De la fatalité du progrès

Réagissant au billet « Irrésistible progrès technique », un internaute écrit : « Ou comment tenter de rendre naturel des processus culturels contingents ». Ce point de vue, qui dénote semble-t-il l’espoir de pouvoir agir sur le progrès, est bien sûr aux antipodes de notre fatalisme à tout crin. Il n’est pas complètement faux, car le progrès relève aussi de la culture, (comme l’ajout de nanoparticules de dioxyde de titane dans les bonbons), et il est facile d’affirmer qu’il est contingent puisqu’il n’obéit pas à des lois déterministes comme la gravitation. Beaucoup d’inventions et de découvertes arrivent par hasard, le phénomène est tellement commun qu’il porte un nom, barbare ou savant selon les goûts : la sérendipité. Mais surtout, des cas historiques montrent que les humains n’ont pas toujours subi le progrès, c’est du moins ce que pense « Mais où va le web » :

« L’âge d’or de la Grèce antique, par exemple, fut une période de créativité intense : on y inventa les vis et les écrous, les engrenages, les poulies et les courroies ; on y théorisa la démocratie ; on y développa de grands systèmes monétaires. Ils n’en demeuraient pas moins attachés aux traditions et attentifs aux destructions que pouvait générer l’innovation. Il en va de même dans l’empire du Milieu : les Chinois sont les inventeurs de la poudre, de la boussole, de l’imprimerie, sans pour autant les diffuser dans les champs social, économique et militaire – à la différence des Occidentaux. Dans la civilisation chinoise, imprégnée de confucianisme, les sciences et techniques venaient « s’inscrire dans un univers culturel et religieux dominé par l’équilibre entre le Ciel et la Terre [sans] vision hiérarchique entre la science et la nature », rappelle l’historien François Jarrige. »

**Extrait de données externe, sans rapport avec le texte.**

use std::f32::consts::{FRAC_PI_2, PI};

/// Angle between two undirected axes (each defined modulo π), in `[0, π/2]`.
pub fn axis_diff(a: f32, b: f32) -> f32 {
    let d = (b - a).rem_euclid(PI);
    d.min(PI - d)
}

/// Whether two axes are orthogonal within `tolerance` (radians).
pub fn is_orthogonal(reference_axis: f32, other_axis: f32, tolerance: f32) -> bool {
    (FRAC_PI_2 - axis_diff(reference_axis, other_axis)).abs() <= tolerance.abs()
}

#[cfg(test)]
mod tests {
    use super::*;
    use std::f32::consts::FRAC_PI_4;

    #[test]
    fn aligned_and_orthogonal_cases() {
        let tol = 1e-3;
        assert!(is_orthogonal(0.0, FRAC_PI_2, tol));
        assert!(is_orthogonal(FRAC_PI_4, -FRAC_PI_4, tol));
        // Axes are undirected: 80° and -80° are 20° apart.
        assert!(!is_orthogonal(80f32.to_radians(), (-80f32).to_radians(), 0.1));
        assert!(!is_orthogonal(0.0, 0.25, 0.05));
    }

    #[test]
    fn axis_diff_wraps() {
        assert!((axis_diff(0.0, PI - 0.1) - 0.1).abs() < 1e-5);
        assert!((axis_diff(0.1, 2.0 * PI - 0.1) - 0.2).abs() < 1e-5);
    }
}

Mais la différence entre Chinois et Occidentaux est-elle vraiment avérée et imputable au confucianisme ? Rien n’est moins sûr. D’autres auteurs affirment qu’ils ont diffusé leurs inventions comme tous les humains le font, c’est-à-dire selon leurs besoins. En deux clics l’on trouve ce texte où l’on peut lire :

« Mais, à cause du caractère essentiellement cosmologique des bases de la civilisation chinoise, l’utilisation de la boussole, de beaucoup la plus répandue, en Chine, est celle qui se rapporte à la géomancie, dont les croyances sont liées à la cosmologie. »

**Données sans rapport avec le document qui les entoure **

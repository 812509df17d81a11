use chess_corners::ChessConfig;
use serde::{Deserialize, Serialize};

/// ChESS corner extraction, forwarded to `chess-corners`.
#[derive(Clone, Debug, PartialEq, Deserialize, Serialize)]
#[serde(default)]
pub struct ChessParams {
    /// Keep pixels whose response exceeds `threshold_rel * max(R)`.
    pub threshold_rel: f32,
    /// Half-size of the non-maximum suppression window.
    pub nms_radius: u32,
    /// Minimum number of above-threshold pixels around a peak.
    pub min_cluster_size: u32,
    /// Corners closer than this (pixels) are merged into the stronger one.
    pub merge_radius: f32,
}

impl Default for ChessParams {
    fn default() -> Self {
        Self {
            threshold_rel: 0.2,
            nms_radius: 2,
            min_cluster_size: 2,
            merge_radius: 2.5,
        }
    }
}

impl ChessParams {
    /// Single-scale `chess-corners` configuration with these thresholds.
    pub fn to_chess_config(&self) -> ChessConfig {
        let mut cfg = ChessConfig::single_scale();
        cfg.params.threshold_rel = self.threshold_rel;
        cfg.params.nms_radius = self.nms_radius;
        cfg.params.min_cluster_size = self.min_cluster_size;
        cfg
    }
}

#[derive(Clone, Debug, PartialEq, Deserialize, Serialize)]
#[serde(default)]
pub struct GridGraphParams {
    pub k_neighbors: usize,
    /// Reject a neighbor farther than this multiple of the node's closest neighbor.
    pub max_spacing_ratio: f32,
    pub orientation_tolerance_deg: f32,
}

impl Default for GridGraphParams {
    fn default() -> Self {
        Self {
            k_neighbors: 8,
            max_spacing_ratio: 2.0,
            orientation_tolerance_deg: 22.5,
        }
    }
}

/// Gradient-orthogonality sub-pixel refinement.
#[derive(Clone, Debug, PartialEq, Deserialize, Serialize)]
#[serde(default)]
pub struct RefineParams {
    pub enabled: bool,
    /// Upper bound on the window half-size; the actual size follows local spacing.
    pub max_half_window: usize,
    pub max_iters: usize,
    /// Stop once an update moves the corner less than this (pixels).
    pub epsilon: f32,
}

impl Default for RefineParams {
    fn default() -> Self {
        Self {
            enabled: true,
            max_half_window: 5,
            max_iters: 10,
            epsilon: 0.01,
        }
    }
}

/// Parameters of the chessboard detector.
#[derive(Clone, Debug, Default, PartialEq, Deserialize, Serialize)]
#[serde(default)]
pub struct ChessboardParams {
    pub chess: ChessParams,
    pub graph: GridGraphParams,
    pub refine: RefineParams,
}

#[cfg(test)]
mod tests {
    use super::*;

    #[test]
    fn partial_json_keeps_defaults() {
        let params: ChessboardParams =
            serde_json::from_str(r#"{ "chess": { "threshold_rel": 0.35 } }"#).unwrap();
        assert_eq!(params.chess.threshold_rel, 0.35);
        assert_eq!(params.chess.nms_radius, 2);
        assert_eq!(params.graph, GridGraphParams::default());
        assert!(params.refine.enabled);
    }
}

Quant à la poudre, cet autre texte affirme que :

« La composition exacte de la poudre est donnée pour la Première fois dans un traité militaire chinois le Wujing Zongyao, daté de 1044. Son usage à des fins militaires date de la même période. Elle a d’abord été utilisée pour fabriquer les premières bombes (des grenades à poudre noire), puis les premières armes à feu. »

Avec son confucianisme, François Jarrige peut repasser… En Europe aussi le progrès n’a pas toujours été subi, les premiers automates furent imaginés par d’habiles artisans pour le plaisir des aristocrates. Par exemple l’horloge mobile qui illustre ce billet : la figurine représente Diane chasseresse qui tourne les yeux et tire sa flèche quand on fait rouler le carrosse. Mais Vaucanson l’arriviste est arrivé, ses intérêts financiers ont coïncidé avec ceux des puissants, et vogue la galère ! La convergence des intérêts est résumée ainsi :

« Bien avant les ingénieurs du CEA, Vaucanson met son « art mécanique » au service de l’industrie d’Etat. Il conçoit son « Grand dessein », premier plan d’industrialisation qui doit servir la Cour – avide de parures de soies – et la bourgeoisie manufacturière. »

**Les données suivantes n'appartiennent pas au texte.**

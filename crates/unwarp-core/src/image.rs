use serde::{Deserialize, Serialize};

/// Errors raised when wrapping raw pixel buffers.
#[derive(thiserror::Error, Debug, Clone, PartialEq, Eq)]
pub enum ImageError {
    #[error("invalid image buffer length (expected {expected} bytes, got {got})")]
    InvalidBuffer { expected: usize, got: usize },
    #[error("unsupported channel count {0} (expected 1 or 3)")]
    UnsupportedChannels(usize),
    #[error("invalid image dimensions (width={width}, height={height})")]
    InvalidDimensions { width: usize, height: usize },
}

/// What to read when a sample falls outside the source image.
#[derive(Clone, Copy, Debug, PartialEq, Eq, Serialize, Deserialize)]
#[serde(rename_all = "snake_case")]
pub enum BorderMode {
    /// Every out-of-bounds tap reads this value (all channels).
    Constant(u8),
    /// Out-of-bounds taps read the nearest edge pixel.
    Replicate,
}

impl Default for BorderMode {
    fn default() -> Self {
        BorderMode::Constant(0)
    }
}

/// Borrowed, row-major, interleaved 8-bit image.
///
/// Fields are public for cheap construction, so the layout invariant
/// (`channels` is 1 or 3, `data.len() == width * height * channels`) is only
/// checked by [`ImageView::new`]. Views built by hand can be tested with
/// [`ImageView::is_valid`]; the detector rejects views that fail it.
#[derive(Clone, Copy, Debug)]
pub struct ImageView<'a> {
    pub width: usize,
    pub height: usize,
    pub channels: usize,
    pub data: &'a [u8], // len = w*h*channels
}

/// Owned, row-major, interleaved 8-bit image (1 = gray, 3 = RGB).
///
/// Same layout invariant as [`ImageView`]; [`Image::new`] checks it.
#[derive(Clone, Debug, PartialEq, Eq)]
pub struct Image {
    pub width: usize,
    pub height: usize,
    pub channels: usize,
    pub data: Vec<u8>,
}

fn check_layout(width: usize, height: usize, channels: usize, len: usize) -> Result<(), ImageError> {
    if channels != 1 && channels != 3 {
        return Err(ImageError::UnsupportedChannels(channels));
    }
    let expected = width
        .checked_mul(height)
        .and_then(|n| n.checked_mul(channels))
        .ok_or(ImageError::InvalidDimensions { width, height })?;
    if len != expected {
        return Err(ImageError::InvalidBuffer { expected, got: len });
    }
    Ok(())
}

impl<'a> ImageView<'a> {
    pub fn new(
        width: usize,
        height: usize,
        channels: usize,
        data: &'a [u8],
    ) -> Result<Self, ImageError> {
        check_layout(width, height, channels, data.len())?;
        Ok(Self {
            width,
            height,
            channels,
            data,
        })
    }

    #[inline]
    pub fn size(&self) -> (usize, usize) {
        (self.width, self.height)
    }

    /// Whether the fields describe a well-formed 1- or 3-channel buffer.
    pub fn is_valid(&self) -> bool {
        check_layout(self.width, self.height, self.channels, self.data.len()).is_ok()
    }

    /// Interleaved samples of pixel `(x, y)`, or `None` outside the image.
    #[inline]
    pub fn pixel(&self, x: usize, y: usize) -> Option<&'a [u8]> {
        if x >= self.width || y >= self.height {
            return None;
        }
        let start = (y * self.width + x) * self.channels;
        self.data.get(start..start + self.channels)
    }

    /// Single-channel copy of this view. RGB is converted with BT.601 luma weights.
    pub fn to_gray(&self) -> Image {
        if self.channels == 1 {
            return self.to_owned();
        }
        let data = self
            .data
            .chunks_exact(self.channels.max(1))
            .map(|px| match px {
                &[r, g, b, ..] => {
                    let y = 0.299 * r as f32 + 0.587 * g as f32 + 0.114 * b as f32;
                    y.round().clamp(0.0, 255.0) as u8
                }
                // Malformed layouts: first sample stands in for luma.
                &[v, ..] => v,
                &[] => 0,
            })
            .collect();
        Image {
            width: self.width,
            height: self.height,
            channels: 1,
            data,
        }
    }

    /// Three-channel copy of this view (gray is replicated into R, G and B).
    pub fn to_rgb(&self) -> Image {
        if self.channels == 3 {
            return self.to_owned();
        }
        let data = self.data.iter().flat_map(|&v| [v, v, v]).collect();
        Image {
            width: self.width,
            height: self.height,
            channels: 3,
            data,
        }
    }

    pub fn to_owned(&self) -> Image {
        Image {
            width: self.width,
            height: self.height,
            channels: self.channels,
            data: self.data.to_vec(),
        }
    }
}

impl Image {
    pub fn new(
        width: usize,
        height: usize,
        channels: usize,
        data: Vec<u8>,
    ) -> Result<Self, ImageError> {
        check_layout(width, height, channels, data.len())?;
        Ok(Self {
            width,
            height,
            channels,
            data,
        })
    }

    /// Image with every sample set to `value`.
    pub fn filled(width: usize, height: usize, channels: usize, value: u8) -> Self {
        Self {
            width,
            height,
            channels,
            data: vec![value; width * height * channels],
        }
    }

    /// Build an image by evaluating `f(x, y)` for every pixel.
    pub fn from_fn<F>(width: usize, height: usize, channels: usize, mut f: F) -> Self
    where
        F: FnMut(usize, usize) -> [u8; 3],
    {
        let mut data = Vec::with_capacity(width * height * channels);
        for y in 0..height {
            for x in 0..width {
                let px = f(x, y);
                data.extend_from_slice(&px[..channels.min(3)]);
            }
        }
        Self {
            width,
            height,
            channels,
            data,
        }
    }

    #[inline]
    pub fn view(&self) -> ImageView<'_> {
        ImageView {
            width: self.width,
            height: self.height,
            channels: self.channels,
            data: &self.data,
        }
    }

    #[inline]
    pub fn size(&self) -> (usize, usize) {
        (self.width, self.height)
    }

    #[inline]
    pub fn pixel(&self, x: usize, y: usize) -> Option<&[u8]> {
        if x >= self.width || y >= self.height {
            return None;
        }
        let start = (y * self.width + x) * self.channels;
        self.data.get(start..start + self.channels)
    }

    pub(crate) fn pixel_mut(&mut self, x: usize, y: usize) -> Option<&mut [u8]> {
        if x >= self.width || y >= self.height {
            return None;
        }
        let start = (y * self.width + x) * self.channels;
        self.data.get_mut(start..start + self.channels)
    }

    /// Write `color` into pixel `(x, y)`; coordinates outside the image are ignored.
    ///
    /// Only the first `channels` entries of `color` are used. This is meant for
    /// building fresh images (overlays, synthetic data); no public operation of
    /// this workspace mutates its input image.
    pub fn put_pixel(&mut self, x: i64, y: i64, color: [u8; 3]) {
        if x < 0 || y < 0 {
            return;
        }
        if let Some(px) = self.pixel_mut(x as usize, y as usize) {
            let n = px.len().min(3);
            px[..n].copy_from_slice(&color[..n]);
        }
    }

    pub fn to_gray(&self) -> Image {
        self.view().to_gray()
    }

    pub fn to_rgb(&self) -> Image {
        self.view().to_rgb()
    }
}

#[inline]
fn fetch(src: &ImageView<'_>, x: i64, y: i64, channel: usize, border: BorderMode) -> f32 {
    let w = src.width as i64;
    let h = src.height as i64;
    let (x, y) = if x < 0 || y < 0 || x >= w || y >= h {
        match border {
            BorderMode::Constant(v) => return v as f32,
            BorderMode::Replicate => {
                if w == 0 || h == 0 {
                    return 0.0;
                }
                (x.clamp(0, w - 1), y.clamp(0, h - 1))
            }
        }
    } else {
        (x, y)
    };
    let idx = (y as usize * src.width + x as usize) * src.channels + channel;
    src.data.get(idx).copied().unwrap_or(0) as f32
}

/// Bilinear sample of `channel` at `(x, y)`, pixel centers at integer coordinates.
///
/// Taps outside the image are resolved with `border`. Non-finite coordinates
/// return the constant border value (or 0 for [`BorderMode::Replicate`]).
#[inline]
pub fn sample_bilinear(
    src: &ImageView<'_>,
    x: f32,
    y: f32,
    channel: usize,
    border: BorderMode,
) -> f32 {
    if !x.is_finite() || !y.is_finite() {
        return match border {
            BorderMode::Constant(v) => v as f32,
            BorderMode::Replicate => 0.0,
        };
    }
    let x0f = x.floor();
    let y0f = y.floor();
    let fx = x - x0f;
    let fy = y - y0f;
    let x0 = x0f as i64;
    let y0 = y0f as i64;

    let p00 = fetch(src, x0, y0, channel, border);
    let p10 = fetch(src, x0 + 1, y0, channel, border);
    let p01 = fetch(src, x0, y0 + 1, channel, border);
    let p11 = fetch(src, x0 + 1, y0 + 1, channel, border);

    let a = p00 + fx * (p10 - p00);
    let b = p01 + fx * (p11 - p01);
    a + fy * (b - a)
}

#[inline]
pub fn sample_bilinear_u8(
    src: &ImageView<'_>,
    x: f32,
    y: f32,
    channel: usize,
    border: BorderMode,
) -> u8 {
    sample_bilinear(src, x, y, channel, border)
        .round()
        .clamp(0.0, 255.0) as u8
}

#[cfg(test)]
mod tests {
    use super::*;

    fn ramp() -> Image {
        Image::from_fn(4, 3, 1, |x, y| {
            let v = (x * 10 + y * 100) as u8;
            [v, v, v]
        })
    }

    #[test]
    fn rejects_bad_buffers() {
        assert_eq!(
            Image::new(2, 2, 1, vec![0; 3]),
            Err(ImageError::InvalidBuffer {
                expected: 4,
                got: 3
            })
        );
        assert_eq!(
            Image::new(2, 2, 2, vec![0; 8]),
            Err(ImageError::UnsupportedChannels(2))
        );
    }

    #[test]
    fn bilinear_hits_pixel_centers_exactly() {
        let img = ramp();
        let v = img.view();
        assert_eq!(sample_bilinear_u8(&v, 2.0, 1.0, 0, BorderMode::default()), 120);
        let mid = sample_bilinear(&v, 1.5, 0.5, 0, BorderMode::default());
        assert!((mid - 65.0).abs() < 1e-4, "got {mid}");
    }

    #[test]
    fn border_modes_differ_outside() {
        let img = ramp();
        let v = img.view();
        assert_eq!(sample_bilinear_u8(&v, -5.0, 1.0, 0, BorderMode::Constant(7)), 7);
        assert_eq!(sample_bilinear_u8(&v, -5.0, 1.0, 0, BorderMode::Replicate), 100);
        assert_eq!(sample_bilinear_u8(&v, 9.0, 9.0, 0, BorderMode::Replicate), 230);
    }

    #[test]
    fn gray_conversion_uses_luma_weights() {
        let rgb = Image::new(1, 1, 3, vec![255, 0, 0]).unwrap();
        assert_eq!(rgb.to_gray().data, vec![76]);
        let back = rgb.to_gray().to_rgb();
        assert_eq!(back.data, vec![76, 76, 76]);
    }

    #[test]
    fn hand_built_views_are_checked_without_panicking() {
        let data = [10u8, 20, 30, 40, 50, 60, 70, 80];
        let two_channel = ImageView {
            width: 2,
            height: 2,
            channels: 2,
            data: &data,
        };
        assert!(!two_channel.is_valid());
        assert_eq!(two_channel.to_gray().data, vec![10, 30, 50, 70]);

        let short = ImageView {
            width: 4,
            height: 4,
            channels: 1,
            data: &data,
        };
        assert!(!short.is_valid());
        assert!(ramp().view().is_valid());
    }
}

A la lumière de ces exemples, l’on vérifie que les inventions doivent servir un intérêt sous peine de sombrer dans l’oubli et ne jamais mériter leur nom. Pour que la boussole prenne naissance dans l’Empire chinois, il ne suffisait pas qu’ils découvrissent une chose indiquant la direction du méridien, ils devaient aussi lui découvrir une utilité. (L’on trouvera des contre-exemples amusants dans cette vidéo qui montre des armes tellement « débiles » qu’elles sont inutilisables.) Et l’on a tous en mémoire le film drôlatique, « Les dieux sont tombés sur la tête », où une tribu du Kalahari, trouvant une bouteille de coca tombée d’un avion, y voit un cadeau des dieux :

« Transparent et très dur, il sert de pilon, de flûte, de récipient et de bien d’autres choses encore. Cette bouteille est si utile que tout le monde en a besoin en même temps, faisant émerger des querelles inhabituelles dans la tribu. »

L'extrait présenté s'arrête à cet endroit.